In 1988, a study on female mice drew a similar conclusion that stevia can cause infertility. Critics of the study, including the Herb Research Foundation, contend that this study lacks the credibility, detail, and analysis required to be considered strong research. The authors themselves admit additional research in subsequent years has led them to the conclusion that stevia is safe for human consumption.

Since this time, researchers published other studies to demonstrate a lack of reproductive toxicity in female rats.

While the FDA has deemed stevia generally recognized as safe, they may continue to use the studies above as a warning sign for infertility, despite the lack of evidence to drive this conclusion.


There are a few blogs that contend that stevia can cause damage to DNA and nucleic materials. A 1996 study demonstrated that stevioside did not demonstrate mutagenic potential in six different bioassays. However, the steviol metabolite did test positive in two out of six tests.

A 2008 study investigated the effects of steviol and steviol glycosides on Wistar rat tissue. This study produced data that demonstrated no evidence that the compounds interacted with DNA. The data also did not display genotoxic damage.
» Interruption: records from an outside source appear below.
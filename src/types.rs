//! Core types for the fraud and security subsystem

use crate::error::{Error, Result};
use chrono::{DateTime, Utc};
use rust_decimal::Decimal;
use serde::{Deserialize, Serialize};
use std::collections::HashMap;
use uuid::Uuid;

/// Well-known event categories
///
/// Events are categorized by free-form strings so route handlers can attach
/// their own categories; these are the ones this crate interprets.
pub mod event_kind {
    /// A completed transaction
    pub const TRANSACTION: &str = "transaction";
    /// A transaction refused by the risk engine
    pub const TRANSACTION_BLOCKED: &str = "transaction_blocked";
    /// A user login
    pub const LOGIN: &str = "login";
    /// Activity flagged by a heuristic
    pub const SUSPICIOUS_ACTIVITY: &str = "suspicious_activity";
}

/// An immutable security event
///
/// Events carry an open `details` map rather than a fixed schema because
/// callers attach arbitrary context per category (`recipient`, `location`,
/// `ipAddress`, ...).
#[derive(Debug, Clone, Serialize, Deserialize)]
pub struct SecurityEvent {
    /// Unique event ID
    pub event_id: Uuid,

    /// User the event concerns, if any
    pub user_id: Option<String>,

    /// Event category
    pub kind: String,

    /// Arbitrary key-value payload
    pub details: HashMap<String, serde_json::Value>,

    /// Risk score attached by the caller (0-100)
    pub risk_score: Option<u8>,

    /// Creation timestamp, stamped on append
    pub timestamp: DateTime<Utc>,
}

impl SecurityEvent {
    /// Create a new event of the given category
    pub fn new(kind: impl Into<String>) -> Self {
        Self {
            event_id: Uuid::new_v4(),
            user_id: None,
            kind: kind.into(),
            details: HashMap::new(),
            risk_score: None,
            timestamp: Utc::now(),
        }
    }

    /// Attach a user ID
    pub fn with_user(mut self, user_id: impl Into<String>) -> Self {
        self.user_id = Some(user_id.into());
        self
    }

    /// Attach a detail entry
    pub fn with_detail(mut self, key: impl Into<String>, value: impl Into<serde_json::Value>) -> Self {
        self.details.insert(key.into(), value.into());
        self
    }

    /// Attach a risk score
    pub fn with_risk_score(mut self, score: u8) -> Self {
        self.risk_score = Some(score.min(100));
        self
    }

    /// Read a detail value as a string, if present and a string
    pub fn detail_str(&self, key: &str) -> Option<&str> {
        self.details.get(key).and_then(|v| v.as_str())
    }
}

/// Action derived from a fraud risk score
///
/// Ordered by restrictiveness: `Allow < Review < Block`.
#[derive(Debug, Clone, Copy, PartialEq, Eq, PartialOrd, Ord, Serialize, Deserialize)]
#[serde(rename_all = "lowercase")]
pub enum RiskAction {
    /// Let the transaction through
    Allow,
    /// Hold for manual review
    Review,
    /// Refuse the transaction
    Block,
}

/// Computed fraud risk for a single transaction
#[derive(Debug, Clone, Serialize, Deserialize)]
pub struct FraudRisk {
    /// Sum of rule contributions (never negative, uncapped)
    pub score: u32,

    /// Labels of the rules that fired, in evaluation order
    pub factors: Vec<String>,

    /// Decision derived from the score
    pub action: RiskAction,
}

/// Transaction under risk assessment
#[derive(Debug, Clone, Serialize, Deserialize)]
pub struct TransactionCheck {
    /// User initiating the transaction
    pub user_id: String,

    /// Transaction amount
    pub amount: Decimal,

    /// Transaction kind (e.g. "transfer", "airtime")
    pub kind: String,

    /// Recipient identifier, if this is a transfer
    pub recipient: Option<String>,

    /// Location the transaction originates from
    pub location: Option<String>,

    /// Hour of day override (0-23); defaults to the current UTC hour
    pub time_of_day: Option<u32>,
}

impl TransactionCheck {
    /// Create a check for the given user and amount
    pub fn new(user_id: impl Into<String>, amount: Decimal, kind: impl Into<String>) -> Self {
        Self {
            user_id: user_id.into(),
            amount,
            kind: kind.into(),
            recipient: None,
            location: None,
            time_of_day: None,
        }
    }

    /// Set the recipient
    pub fn with_recipient(mut self, recipient: impl Into<String>) -> Self {
        self.recipient = Some(recipient.into());
        self
    }

    /// Set the originating location
    pub fn with_location(mut self, location: impl Into<String>) -> Self {
        self.location = Some(location.into());
        self
    }

    /// Override the hour of day used by the unusual-time rule
    pub fn at_hour(mut self, hour: u32) -> Self {
        self.time_of_day = Some(hour);
        self
    }
}

/// Per-identifier fixed-window counter state
#[derive(Debug, Clone, Serialize, Deserialize)]
pub struct RateLimitCounter {
    /// Requests seen in the current window
    pub count: u32,

    /// When the current window closes
    pub reset_time: DateTime<Utc>,

    /// Sticky block flag; refused until the window resets
    pub blocked: bool,
}

/// Outcome of a rate-limit check
#[derive(Debug, Clone, Serialize, Deserialize)]
pub struct RateLimitDecision {
    /// Whether the request may proceed
    pub allowed: bool,

    /// When the identifier's window resets
    pub reset_time: DateTime<Utc>,
}

/// Authenticated ciphertext with its nonce and tag, all lowercase hex
#[derive(Debug, Clone, PartialEq, Eq, Serialize, Deserialize)]
pub struct EncryptedPayload {
    /// Ciphertext
    pub encrypted: String,

    /// Initialization vector, unique per encryption
    pub iv: String,

    /// Authentication tag
    pub tag: String,
}

impl EncryptedPayload {
    /// Pack into a single `encrypted:iv:tag` string for storage
    pub fn pack(&self) -> String {
        format!("{}:{}:{}", self.encrypted, self.iv, self.tag)
    }

    /// Parse a packed `encrypted:iv:tag` string
    pub fn unpack(packed: &str) -> Result<Self> {
        let parts: Vec<&str> = packed.split(':').collect();
        if parts.len() != 3 {
            return Err(Error::DecryptionFailure(format!(
                "expected 3 colon-delimited parts, got {}",
                parts.len()
            )));
        }
        Ok(Self {
            encrypted: parts[0].to_string(),
            iv: parts[1].to_string(),
            tag: parts[2].to_string(),
        })
    }
}

/// Salted password hash, both fields lowercase hex
#[derive(Debug, Clone, Serialize, Deserialize)]
pub struct PasswordHash {
    /// Derived key
    pub hash: String,

    /// Random salt used for derivation
    pub salt: String,
}

/// Aggregate security metrics over the trailing 24 hours
#[derive(Debug, Clone, Serialize, Deserialize)]
pub struct SecurityMetrics {
    /// Events recorded
    pub total_events: usize,

    /// Events with a risk score above the high-risk threshold
    pub high_risk_events: usize,

    /// Transactions refused by the risk engine
    pub blocked_transactions: usize,

    /// Distinct users with at least one event
    pub active_users: usize,
}

/// Overall subsystem health
#[derive(Debug, Clone, Copy, PartialEq, Eq, Serialize, Deserialize)]
#[serde(rename_all = "lowercase")]
pub enum StatusLevel {
    /// No issues detected
    Secure,
    /// One or two issues detected
    Warning,
    /// More than two issues detected
    Critical,
}

/// Security posture summary
#[derive(Debug, Clone, Serialize, Deserialize)]
pub struct SecurityStatus {
    /// Overall level
    pub status: StatusLevel,

    /// Issues detected
    pub issues: Vec<String>,

    /// Suggested follow-ups, one per issue
    pub recommendations: Vec<String>,
}

/// Session under validation
#[derive(Debug, Clone, Serialize, Deserialize)]
pub struct SessionContext {
    /// Session owner
    pub user_id: String,

    /// Client IP address
    pub ip_address: Option<String>,

    /// Client user agent
    pub user_agent: Option<String>,

    /// Last recorded activity on this session
    pub last_activity: DateTime<Utc>,
}

/// Outcome of a session check
#[derive(Debug, Clone, Serialize, Deserialize)]
pub struct SessionVerdict {
    /// Whether the session may continue
    pub valid: bool,

    /// Why the session was refused, if it was
    pub reason: Option<String>,
}

impl SessionVerdict {
    /// A passing verdict
    pub fn ok() -> Self {
        Self {
            valid: true,
            reason: None,
        }
    }

    /// A failing verdict with the given reason
    pub fn rejected(reason: impl Into<String>) -> Self {
        Self {
            valid: false,
            reason: Some(reason.into()),
        }
    }
}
Low blood sugar is of particular concern especially in patients taking anti-diabetic medications. Studies have shown that in these patients stevia lowers fasting blood sugar and postprandial blood sugar. In the same study, stevia also reduced very low density lipoprotein (the worst kind of cholesterol) and triglycerides.

In rats with diabetes induced by alloxan (a drug that causes destruction of beta cells in the pancreas, inducing diabetes), stevia decreased blood sugar. It did this without hypoglycemia, unlike the sulfonynurea medication, glibenclamide. It also opposed alloxan-induced pancreatic cell death and leads to beta cell revitalization.  Similarly, in rats with streptzocyn-induced diabetes, stevia lowered fasting blood sugar and triglycerides, as well as improved liver function tests.

Allergic Reactions

Stevia is a natural product and a foreign substance in the body, so it is possible to be allergic to it. However, stevia allergies appear to be exceedingly rare. If you suspect an allergic reaction, please contact your physician or pharmacist and do not continue to take stevia.